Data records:
::::
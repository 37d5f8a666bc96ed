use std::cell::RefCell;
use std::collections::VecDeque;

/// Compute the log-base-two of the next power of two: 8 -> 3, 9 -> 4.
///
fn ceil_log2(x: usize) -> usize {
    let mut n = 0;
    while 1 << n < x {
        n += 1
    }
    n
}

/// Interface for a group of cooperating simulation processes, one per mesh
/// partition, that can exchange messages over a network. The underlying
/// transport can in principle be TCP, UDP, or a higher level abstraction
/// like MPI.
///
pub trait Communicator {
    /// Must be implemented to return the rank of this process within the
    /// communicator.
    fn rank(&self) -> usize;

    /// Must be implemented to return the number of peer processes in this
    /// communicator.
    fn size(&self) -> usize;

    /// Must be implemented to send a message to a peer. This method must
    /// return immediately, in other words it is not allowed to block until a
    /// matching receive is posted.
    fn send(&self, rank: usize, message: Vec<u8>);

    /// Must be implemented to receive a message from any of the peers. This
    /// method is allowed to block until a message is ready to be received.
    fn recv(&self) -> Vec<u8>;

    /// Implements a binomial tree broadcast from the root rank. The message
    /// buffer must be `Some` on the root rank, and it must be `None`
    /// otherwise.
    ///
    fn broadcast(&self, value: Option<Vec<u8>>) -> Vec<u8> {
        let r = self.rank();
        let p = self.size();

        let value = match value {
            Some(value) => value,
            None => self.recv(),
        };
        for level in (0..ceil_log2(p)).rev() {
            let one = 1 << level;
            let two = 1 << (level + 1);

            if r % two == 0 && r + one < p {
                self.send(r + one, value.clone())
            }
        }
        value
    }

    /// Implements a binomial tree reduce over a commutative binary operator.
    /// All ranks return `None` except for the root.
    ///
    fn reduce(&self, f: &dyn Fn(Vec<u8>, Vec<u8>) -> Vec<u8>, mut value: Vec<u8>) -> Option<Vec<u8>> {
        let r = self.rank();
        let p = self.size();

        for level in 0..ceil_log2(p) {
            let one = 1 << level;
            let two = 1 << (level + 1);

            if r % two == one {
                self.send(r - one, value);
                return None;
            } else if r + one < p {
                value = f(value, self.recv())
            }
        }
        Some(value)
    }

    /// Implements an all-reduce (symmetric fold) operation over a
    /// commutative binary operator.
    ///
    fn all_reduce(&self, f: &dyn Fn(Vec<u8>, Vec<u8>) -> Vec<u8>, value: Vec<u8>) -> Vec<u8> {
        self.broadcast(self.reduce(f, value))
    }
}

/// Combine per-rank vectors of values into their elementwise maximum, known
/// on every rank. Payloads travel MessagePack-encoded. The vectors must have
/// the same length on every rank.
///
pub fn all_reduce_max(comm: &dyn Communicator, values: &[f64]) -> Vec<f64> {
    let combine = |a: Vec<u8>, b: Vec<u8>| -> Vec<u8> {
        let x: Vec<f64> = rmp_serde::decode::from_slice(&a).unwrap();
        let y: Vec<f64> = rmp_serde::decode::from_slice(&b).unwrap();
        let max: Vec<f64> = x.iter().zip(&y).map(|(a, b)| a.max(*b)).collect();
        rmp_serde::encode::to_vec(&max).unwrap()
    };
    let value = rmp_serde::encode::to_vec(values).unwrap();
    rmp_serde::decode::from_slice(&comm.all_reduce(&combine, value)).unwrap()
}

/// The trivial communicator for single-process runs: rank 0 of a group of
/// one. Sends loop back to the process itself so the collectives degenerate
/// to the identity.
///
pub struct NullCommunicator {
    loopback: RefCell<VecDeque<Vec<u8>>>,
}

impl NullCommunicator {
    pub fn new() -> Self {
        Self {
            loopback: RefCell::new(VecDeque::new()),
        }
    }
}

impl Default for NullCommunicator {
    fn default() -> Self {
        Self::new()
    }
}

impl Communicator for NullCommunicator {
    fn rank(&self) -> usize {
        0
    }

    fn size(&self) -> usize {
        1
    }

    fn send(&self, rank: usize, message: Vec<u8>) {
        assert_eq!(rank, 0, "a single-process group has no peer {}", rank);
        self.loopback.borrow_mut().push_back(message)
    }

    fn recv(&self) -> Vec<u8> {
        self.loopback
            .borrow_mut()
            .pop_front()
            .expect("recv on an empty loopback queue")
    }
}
::::
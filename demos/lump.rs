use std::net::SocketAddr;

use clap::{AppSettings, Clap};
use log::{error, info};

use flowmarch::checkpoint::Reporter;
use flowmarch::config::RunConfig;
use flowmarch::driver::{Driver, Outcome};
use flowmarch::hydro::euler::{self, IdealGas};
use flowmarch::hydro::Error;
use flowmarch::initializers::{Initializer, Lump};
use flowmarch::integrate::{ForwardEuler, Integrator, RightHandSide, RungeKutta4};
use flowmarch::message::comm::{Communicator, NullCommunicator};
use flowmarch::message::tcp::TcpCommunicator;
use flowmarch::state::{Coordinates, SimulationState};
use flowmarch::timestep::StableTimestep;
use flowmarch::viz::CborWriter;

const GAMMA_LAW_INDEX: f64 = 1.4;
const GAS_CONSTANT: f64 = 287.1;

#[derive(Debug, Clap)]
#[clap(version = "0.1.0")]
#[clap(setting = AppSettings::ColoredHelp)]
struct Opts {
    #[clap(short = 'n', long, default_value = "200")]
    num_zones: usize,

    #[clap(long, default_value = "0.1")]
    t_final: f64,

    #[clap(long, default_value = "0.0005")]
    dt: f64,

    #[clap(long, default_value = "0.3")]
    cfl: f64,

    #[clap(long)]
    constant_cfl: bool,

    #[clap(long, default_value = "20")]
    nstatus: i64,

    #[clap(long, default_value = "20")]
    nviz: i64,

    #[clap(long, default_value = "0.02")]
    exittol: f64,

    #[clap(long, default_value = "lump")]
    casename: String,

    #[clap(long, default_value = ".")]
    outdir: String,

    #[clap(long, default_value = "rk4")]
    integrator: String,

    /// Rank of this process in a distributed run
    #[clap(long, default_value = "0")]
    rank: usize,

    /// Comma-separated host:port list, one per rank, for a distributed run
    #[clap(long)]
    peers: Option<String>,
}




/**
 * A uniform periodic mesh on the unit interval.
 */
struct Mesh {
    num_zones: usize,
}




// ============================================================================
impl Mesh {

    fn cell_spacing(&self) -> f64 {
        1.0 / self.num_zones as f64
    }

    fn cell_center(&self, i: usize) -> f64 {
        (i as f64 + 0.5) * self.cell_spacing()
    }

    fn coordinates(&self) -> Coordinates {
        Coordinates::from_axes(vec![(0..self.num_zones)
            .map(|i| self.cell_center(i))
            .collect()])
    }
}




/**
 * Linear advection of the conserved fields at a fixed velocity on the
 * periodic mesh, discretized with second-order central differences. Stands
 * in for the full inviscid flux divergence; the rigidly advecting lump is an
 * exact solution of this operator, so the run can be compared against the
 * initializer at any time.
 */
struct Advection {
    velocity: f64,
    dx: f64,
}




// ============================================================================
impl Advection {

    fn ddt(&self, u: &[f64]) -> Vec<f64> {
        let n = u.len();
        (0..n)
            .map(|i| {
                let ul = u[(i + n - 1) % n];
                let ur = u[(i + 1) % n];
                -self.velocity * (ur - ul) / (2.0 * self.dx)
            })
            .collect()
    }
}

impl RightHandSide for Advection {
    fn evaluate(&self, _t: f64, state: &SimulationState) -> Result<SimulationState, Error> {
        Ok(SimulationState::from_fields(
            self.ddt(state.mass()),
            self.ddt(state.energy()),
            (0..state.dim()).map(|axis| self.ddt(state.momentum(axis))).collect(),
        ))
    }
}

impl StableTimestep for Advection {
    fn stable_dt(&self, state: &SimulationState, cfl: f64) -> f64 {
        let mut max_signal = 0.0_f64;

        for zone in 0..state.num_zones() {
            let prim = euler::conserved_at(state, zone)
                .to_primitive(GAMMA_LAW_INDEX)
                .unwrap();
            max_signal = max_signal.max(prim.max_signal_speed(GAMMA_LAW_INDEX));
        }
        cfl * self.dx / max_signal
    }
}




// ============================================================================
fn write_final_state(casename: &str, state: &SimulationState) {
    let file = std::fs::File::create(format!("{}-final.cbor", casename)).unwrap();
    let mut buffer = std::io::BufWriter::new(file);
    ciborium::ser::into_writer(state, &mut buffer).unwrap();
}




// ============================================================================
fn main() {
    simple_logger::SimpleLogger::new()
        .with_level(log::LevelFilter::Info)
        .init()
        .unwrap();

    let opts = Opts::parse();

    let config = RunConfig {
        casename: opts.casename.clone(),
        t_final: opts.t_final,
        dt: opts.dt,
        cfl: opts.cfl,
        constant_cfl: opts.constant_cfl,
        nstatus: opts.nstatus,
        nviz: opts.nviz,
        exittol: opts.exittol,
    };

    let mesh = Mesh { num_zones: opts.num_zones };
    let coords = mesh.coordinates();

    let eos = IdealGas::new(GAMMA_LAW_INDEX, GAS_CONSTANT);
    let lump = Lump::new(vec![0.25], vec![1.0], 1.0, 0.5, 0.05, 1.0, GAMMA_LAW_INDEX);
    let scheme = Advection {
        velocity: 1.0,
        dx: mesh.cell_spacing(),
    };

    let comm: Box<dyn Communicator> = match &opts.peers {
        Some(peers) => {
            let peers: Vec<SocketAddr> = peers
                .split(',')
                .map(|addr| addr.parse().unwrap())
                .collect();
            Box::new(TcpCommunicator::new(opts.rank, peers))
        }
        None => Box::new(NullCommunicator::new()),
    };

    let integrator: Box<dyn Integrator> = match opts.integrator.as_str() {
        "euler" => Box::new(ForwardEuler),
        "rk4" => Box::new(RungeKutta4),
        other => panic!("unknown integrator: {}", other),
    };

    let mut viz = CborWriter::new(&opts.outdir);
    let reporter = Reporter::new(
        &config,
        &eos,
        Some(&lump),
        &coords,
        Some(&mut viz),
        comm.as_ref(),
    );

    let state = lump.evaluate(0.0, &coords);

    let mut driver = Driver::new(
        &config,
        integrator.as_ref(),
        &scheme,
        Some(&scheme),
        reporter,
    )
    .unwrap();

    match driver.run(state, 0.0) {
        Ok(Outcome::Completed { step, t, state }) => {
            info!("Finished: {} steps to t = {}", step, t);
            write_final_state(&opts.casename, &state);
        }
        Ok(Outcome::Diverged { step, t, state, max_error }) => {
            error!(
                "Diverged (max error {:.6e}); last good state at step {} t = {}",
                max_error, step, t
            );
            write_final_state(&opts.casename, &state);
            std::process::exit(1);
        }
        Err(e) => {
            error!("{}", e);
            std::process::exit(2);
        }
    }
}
::::
:: WORK INSTRUCTION ::
What lines of the data include the word "every"? Copy each of them.

:: RESULT BELOW ::
/// on every rank. Payloads travel MessagePack-encoded. The vectors must have
/// the same length on every rank.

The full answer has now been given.